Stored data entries
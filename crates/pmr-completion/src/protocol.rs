//! Completion-verdict aggregation (spec.md §4.4, AC1-AC4).
//!
//! Folds a set of named conditions into a single pass/fail, with protocol
//! violations (here, run-id mismatches) raised as errors rather than folded
//! into the verdict itself: a policy violation is never downgraded to a
//! status value.

use crate::error::CompletionError;
use crate::run_id;
use crate::types::{CompletionVerdict, FinalStatus, GateResult, GateSummary};
use std::collections::HashSet;

/// AC1: COMPLETE only if failing == 0 across every gate.
/// AC2: every gate's run id must equal `current_run_id`, else `StaleRun`.
/// AC3: every gate must share the same run id, else `MixedRunIds`, checked
/// before the staleness comparison since it is the more fundamental
/// inconsistency.
/// AC4: no gates at all is `NO_EVIDENCE`, not `COMPLETE` — absence of
/// evidence is never treated as a pass.
pub fn judge_completion(
    current_run_id: &str,
    gates: &[GateResult],
) -> Result<CompletionVerdict, CompletionError> {
    if !run_id::is_well_formed(current_run_id) {
        return Err(CompletionError::InvalidRunIdFormat(current_run_id.to_string()));
    }

    if gates.is_empty() {
        return Ok(CompletionVerdict {
            final_status: FinalStatus::NoEvidence,
            all_pass: false,
            failing_total: 0,
            skipped_total: 0,
            failing_gates: Vec::new(),
            gate_summary: Vec::new(),
            run_id: None,
            judged_at: chrono::Utc::now(),
            stale_results: false,
        });
    }

    for gate in gates {
        if !run_id::is_well_formed(&gate.run_id) {
            return Err(CompletionError::InvalidRunIdFormat(gate.run_id.clone()));
        }
    }

    let distinct: HashSet<&str> = gates.iter().map(|g| g.run_id.as_str()).collect();
    if distinct.len() > 1 {
        return Err(CompletionError::MixedRunIds { count: distinct.len() });
    }

    if let Some(only) = distinct.iter().next() {
        if *only != current_run_id {
            let offending = gates.iter().find(|g| g.run_id != current_run_id).expect("mismatch exists");
            return Err(CompletionError::StaleRun {
                expected: current_run_id.to_string(),
                found: offending.run_id.clone(),
                gate_name: offending.gate_name.clone(),
            });
        }
    }

    let failing_total: u32 = gates.iter().map(|g| g.failing).sum();
    let skipped_total: u32 = gates.iter().map(|g| g.skipped).sum();
    let failing_gates: Vec<String> = gates
        .iter()
        .filter(|g| g.failing > 0)
        .map(|g| g.gate_name.clone())
        .collect();
    let gate_summary: Vec<GateSummary> = gates
        .iter()
        .map(|g| GateSummary {
            gate_name: g.gate_name.clone(),
            failing: g.failing,
            skipped: g.skipped,
        })
        .collect();

    let final_status = if failing_total == 0 {
        FinalStatus::Complete
    } else {
        FinalStatus::Failing
    };

    Ok(CompletionVerdict {
        all_pass: final_status == FinalStatus::Complete,
        final_status,
        failing_total,
        skipped_total,
        failing_gates,
        gate_summary,
        run_id: Some(current_run_id.to_string()),
        judged_at: chrono::Utc::now(),
        stale_results: false,
    })
}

WHAT YOU NEED TO DO
Each of the records is to be written out again exactly.

OUTPUT FOR THIS TASK
filename crates/pmr-completion/src/protocol.rs
//! Completion-verdict aggregation (spec.md §4.4, AC1-AC4).
//!
//! Folds a set of named conditions into a single pass/fail, with protocol
//! violations (here, run-id mismatches) raised as errors rather than folded
//! into the verdict itself: a policy violation is never downgraded to a
//! status value.

use crate::error::CompletionError;
use crate::run_id;
use crate::types::{CompletionVerdict, FinalStatus, GateResult, GateSummary};
use std::collections::HashSet;

/// AC1: COMPLETE only if failing == 0 across every gate.
/// AC2: every gate's run id must equal `current_run_id`, else `StaleRun`.
/// AC3: every gate must share the same run id, else `MixedRunIds`, checked
/// before the staleness comparison since it is the more fundamental
/// inconsistency.
/// AC4: no gates at all is `NO_EVIDENCE`, not `COMPLETE` — absence of
/// evidence is never treated as a pass.
pub fn judge_completion(
    current_run_id: &str,
    gates: &[GateResult],
) -> Result<CompletionVerdict, CompletionError> {
    if !run_id::is_well_formed(current_run_id) {
        return Err(CompletionError::InvalidRunIdFormat(current_run_id.to_string()));
    }

    if gates.is_empty() {
        return Ok(CompletionVerdict {
            final_status: FinalStatus::NoEvidence,
            all_pass: false,
            failing_total: 0,
            skipped_total: 0,
            failing_gates: Vec::new(),
            gate_summary: Vec::new(),
            run_id: None,
            judged_at: chrono::Utc::now(),
            stale_results: false,
        });
    }

    for gate in gates {
        if !run_id::is_well_formed(&gate.run_id) {
            return Err(CompletionError::InvalidRunIdFormat(gate.run_id.clone()));
        }
    }

    let distinct: HashSet<&str> = gates.iter().map(|g| g.run_id.as_str()).collect();
    if distinct.len() > 1 {
        return Err(CompletionError::MixedRunIds { count: distinct.len() });
    }

    if let Some(only) = distinct.iter().next() {
        if *only != current_run_id {
            let offending = gates.iter().find(|g| g.run_id != current_run_id).expect("mismatch exists");
            return Err(CompletionError::StaleRun {
                expected: current_run_id.to_string(),
                found: offending.run_id.clone(),
                gate_name: offending.gate_name.clone(),
            });
        }
    }

    let failing_total: u32 = gates.iter().map(|g| g.failing).sum();
    let skipped_total: u32 = gates.iter().map(|g| g.skipped).sum();
    let failing_gates: Vec<String> = gates
        .iter()
        .filter(|g| g.failing > 0)
        .map(|g| g.gate_name.clone())
        .collect();
    let gate_summary: Vec<GateSummary> = gates
        .iter()
        .map(|g| GateSummary {
            gate_name: g.gate_name.clone(),
            failing: g.failing,
            skipped: g.skipped,
        })
        .collect();

    let final_status = if failing_total == 0 {
        FinalStatus::Complete
    } else {
        FinalStatus::Failing
    };

    Ok(CompletionVerdict {
        all_pass: final_status == FinalStatus::Complete,
        final_status,
        failing_total,
        skipped_total,
        failing_gates,
        gate_summary,
        run_id: Some(current_run_id.to_string()),
        judged_at: chrono::Utc::now(),
        stale_results: false,
    })
}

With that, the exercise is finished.